How to complete this task:
Find the line that contains "handle.await??;". Then set down that line and all the lines after it, to the end of the records, exactly and with nothing added.

BEGIN

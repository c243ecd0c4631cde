//! Simulated office morning: concurrent organizers fight over rooms, sensor
//! feeds drive occupancy, and the site's controllers follow along.
//!
//! Run with `RUST_LOG=debug` to see refused bookings and controller no-ops.

use std::time::Duration;

use atria::prelude::*;
use rand::Rng;
use tracing::{info, warn};
use tracing_subscriber::EnvFilter;

// ---------------------------------------------------------------------------
// Simulation parameters
// ---------------------------------------------------------------------------

const ROOMS: u32 = 6;
const SEATS_PER_ROOM: u32 = 12;
/// More organizers than rooms, so the last ones go without.
const ORGANIZERS: u64 = 8;
/// Everybody's first choice.
const CORNER_ROOM: RoomId = RoomId(1);
const MEETING_LENGTH: Duration = Duration::from_secs(1_800);
const SENSOR_STEPS: u32 = 6;
const MEETING_PEAK: u32 = 5;

// ---------------------------------------------------------------------------
// Booking agents
// ---------------------------------------------------------------------------

/// Try the corner room first, then fall back to any free one.
async fn book_morning_meeting(registry: &RoomRegistry, organizer: u64) -> Option<RoomId> {
    let start = Timestamp::now();

    // Arrival jitter so the contention order varies run to run.
    let jitter = rand::rng().random_range(0..25);
    tokio::time::sleep(Duration::from_millis(jitter)).await;

    let rooms = registry.room_count() as u64;
    let fallbacks = (1..=rooms).map(RoomId).filter(|id| *id != CORNER_ROOM);
    for id in std::iter::once(CORNER_ROOM).chain(fallbacks) {
        match Book::new(id, start, MEETING_LENGTH).apply(registry) {
            Ok(window) => {
                info!(organizer, room = %id, window = %window, "meeting scheduled");
                return Some(id);
            }
            Err(RegistryError::Conflict { .. }) => continue,
            Err(error) => {
                warn!(organizer, %error, "booking attempt failed");
                return None;
            }
        }
    }

    info!(organizer, "no free room this morning");
    None
}

// ---------------------------------------------------------------------------
// Occupancy sensors
// ---------------------------------------------------------------------------

/// Symmetric headcount curve: builds to `peak` mid-meeting, empties by the end.
fn attendance(step: u32, steps: u32, peak: u32) -> u32 {
    if steps <= 1 || step >= steps {
        return 0;
    }
    let half = steps / 2;
    let distance = if step <= half { step } else { steps - step };
    (peak * distance) / half.max(1)
}

/// Feed one meeting's headcount curve into the registry.
async fn run_sensor(registry: &RoomRegistry, room: RoomId) -> Result<(), RegistryError> {
    let seats = registry.get_status(room)?.max_capacity;
    let peak = seats.min(MEETING_PEAK);

    for step in 0..=SENSOR_STEPS {
        let headcount = attendance(step, SENSOR_STEPS, peak);
        let outcome = ReportOccupancy::new(room, headcount).apply(registry)?;
        if outcome.changed {
            info!(room = %room, headcount, occupied = outcome.occupied, "presence changed");
        }

        let jitter = rand::rng().random_range(5..20);
        tokio::time::sleep(Duration::from_millis(jitter)).await;
    }

    Ok(())
}

// ---------------------------------------------------------------------------
// Reporting
// ---------------------------------------------------------------------------

fn status_line(snap: &RoomSnapshot) -> String {
    let booking = match &snap.booking {
        Some(window) => window.to_string(),
        None => "free".to_string(),
    };
    format!(
        "{}: {}/{} present, occupied={}, booking={}",
        snap.id, snap.occupant_count, snap.max_capacity, snap.is_occupied, booking
    )
}

/// Dump the final state of every room plus its device panel.
fn print_site_report(site: &Site) -> Result<(), serde_json::Error> {
    let snapshots = site.registry().snapshot_all();

    println!("\n=== Site report ===");
    for snap in &snapshots {
        let hvac = site.hvac(snap.id).is_some_and(HvacController::is_ventilating);
        let lights = site.lighting(snap.id).is_some_and(LightingController::is_lit);
        println!("{} | hvac={hvac} lights={lights}", status_line(snap));
    }

    println!("\n{}", serde_json::to_string_pretty(&snapshots)?);
    Ok(())
}

// ---------------------------------------------------------------------------
// Bootstrap
// ---------------------------------------------------------------------------

#[tokio::main]
async fn main() -> Result<(), Box<dyn std::error::Error>> {
    let filter = EnvFilter::try_from_default_env().unwrap_or_else(|_| EnvFilter::new("info"));
    tracing_subscriber::fmt().with_env_filter(filter).init();

    let site = Site::builder()
        .rooms(ROOMS)
        .default_capacity(SEATS_PER_ROOM)
        .with_hvac()
        .with_lighting()
        .build();

    // Morning rush: all organizers book at once.
    let mut bookings = vec![];
    for organizer in 0..ORGANIZERS {
        let registry = site.registry().clone();
        bookings.push(tokio::spawn(async move {
            book_morning_meeting(&registry, organizer).await
        }));
    }
    let mut booked = vec![];
    for handle in bookings {
        if let Some(room) = handle.await? {
            booked.push(room);
        }
    }
    info!(meetings = booked.len(), "morning rush settled");

    // Meetings run: each booked room gets its own sensor feed.
    let mut sensors = vec![];
    for room in booked.clone() {
        let registry = site.registry().clone();
        sensors.push(tokio::spawn(
            async move { run_sensor(&registry, room).await },
        ));
    }
    for handle in sensors {
        handle.await??;
    }

    // Wind down: release whatever is still booked.
    for room in booked {
        match Cancel::new(room).apply(site.registry()) {
            Ok(_) | Err(RegistryError::NotBooked(_)) => {}
            Err(error) => return Err(error.into()),
        }
    }

    print_site_report(&site)?;
    Ok(())
}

END

Output of the task:
        handle.await??;
    }

    // Wind down: release whatever is still booked.
    for room in booked {
        match Cancel::new(room).apply(site.registry()) {
            Ok(_) | Err(RegistryError::NotBooked(_)) => {}
            Err(error) => return Err(error.into()),
        }
    }

    print_site_report(&site)?;
    Ok(())
}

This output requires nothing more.